**What to do:**
Copy out each line of the entries below in which the string "struct" appears.

Information provided section start

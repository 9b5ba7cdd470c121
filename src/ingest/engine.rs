// ==========================================
// TreeTracker Ingest - Orquestador de ingesta
// ==========================================
// Flujo: cargar libro → por hoja resolver columnas → por fila
// normalizar + reglas de variante → emitir sentencias → agregar.
// Procesamiento síncrono, sin estado mutable entre solicitudes.
// ==========================================

use crate::ingest::resolver::{resolve_columns, ResolvedRow};
use crate::ingest::result::ProcessingResult;
use crate::ingest::workbook::Workbook;
use crate::variants::registry::VariantRegistry;
use crate::variants::{ReportVariant, RowContext, RowOutcome};
use chrono::{NaiveDateTime, Utc};
use std::path::Path;

/// Contexto de una solicitud: identidad del dueño y hora de
/// procesamiento. La hora se inyecta para que los respaldos de fecha
/// sean reproducibles en pruebas.
#[derive(Debug, Clone)]
pub struct IngestContext {
    pub owner_id: String,
    pub now: NaiveDateTime,
}

impl IngestContext {
    pub fn new(owner_id: impl Into<String>) -> Self {
        IngestContext {
            owner_id: owner_id.into(),
            now: Utc::now().naive_utc(),
        }
    }

    /// Fija la hora de procesamiento (pruebas).
    pub fn with_fixed_time(mut self, now: NaiveDateTime) -> Self {
        self.now = now;
        self
    }
}

/// Motor de ingesta: registro de variantes + orquestación.
pub struct IngestEngine {
    registry: VariantRegistry,
}

impl IngestEngine {
    pub fn new() -> Self {
        IngestEngine {
            registry: VariantRegistry::with_defaults(),
        }
    }

    pub fn with_registry(registry: VariantRegistry) -> Self {
        IngestEngine { registry }
    }

    pub fn registry(&self) -> &VariantRegistry {
        &self.registry
    }

    /// Punto de entrada por solicitud: resuelve la variante, carga el
    /// libro y lo procesa. Los dos casos fatales (variante desconocida,
    /// libro ilegible) devuelven `success=false` con el estado parcial.
    pub fn process_path(
        &self,
        path: &Path,
        tenant: &str,
        operation: &str,
        ctx: &IngestContext,
    ) -> ProcessingResult {
        let variant = match self.registry.resolve(tenant, operation) {
            Ok(v) => v,
            Err(err) => {
                let mut result = ProcessingResult::new();
                result.fail(err.to_string());
                return result;
            }
        };

        tracing::info!(
            archivo = %path.display(),
            usuario = tenant,
            variante = variant.name(),
            "Procesando archivo"
        );

        let workbook = match Workbook::load(path) {
            Ok(wb) => wb,
            Err(err) => {
                let mut result = ProcessingResult::new();
                result.fail(format!("Error en el procesamiento: {}", err));
                return result;
            }
        };

        self.process_workbook(&workbook, variant.as_ref(), ctx)
    }

    /// Procesa un libro ya materializado con una variante concreta.
    ///
    /// Las fallas de fila nunca escalan a la hoja y las de hoja nunca
    /// escalan al libro: terminar con cero registros sigue siendo éxito.
    pub fn process_workbook(
        &self,
        workbook: &Workbook,
        variant: &dyn ReportVariant,
        ctx: &IngestContext,
    ) -> ProcessingResult {
        let mut result = ProcessingResult::new();
        result.total_sheets = workbook.total_sheets();

        for sheet in &workbook.sheets {
            tracing::info!(hoja = %sheet.name, filas = sheet.rows.len(), "Procesando hoja");

            let map = resolve_columns(sheet, variant.field_rules());
            let missing = map.missing(variant.required_fields());
            if !missing.is_empty() {
                let keys: Vec<&str> = missing.iter().map(|f| f.key()).collect();
                // La hoja no aporta registros pero las hermanas siguen
                result.soft_error(format!(
                    "No se encontraron las columnas requeridas en la hoja «{}»: [{}]",
                    sheet.name,
                    keys.join(", ")
                ));
                continue;
            }

            let mut sheet_records = 0usize;
            for (row_index, cells) in sheet.rows.iter().enumerate() {
                let row = ResolvedRow::new(&map, cells);
                let row_ctx = RowContext {
                    owner_id: &ctx.owner_id,
                    now: ctx.now,
                    sheet_name: &sheet.name,
                    row_index,
                };

                match variant.process_row(&row, &row_ctx) {
                    RowOutcome::Accepted(statement) => {
                        result.accept(statement);
                        sheet_records += 1;
                    }
                    RowOutcome::Skip => {}
                    RowOutcome::Fail(message) => {
                        if variant.records_row_errors() {
                            result.soft_error(format!("Error en fila {}: {}", row_index, message));
                        } else {
                            tracing::debug!(
                                fila = row_index,
                                error = %message,
                                "Falla de fila no registrada por la variante"
                            );
                        }
                    }
                }
            }

            result.sheets_processed += 1;
            tracing::info!(
                hoja = %sheet.name,
                registros = sheet_records,
                "Hoja procesada"
            );
        }

        result.finish(format!(
            "{} {} registros procesados de {} hojas.",
            variant.message_prefix(),
            result.records_processed,
            result.sheets_processed
        ));
        result
    }
}

impl Default for IngestEngine {
    fn default() -> Self {
        Self::new()
    }
}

Information provided section end

**Answer section:**
pub struct IngestContext {
pub struct IngestEngine {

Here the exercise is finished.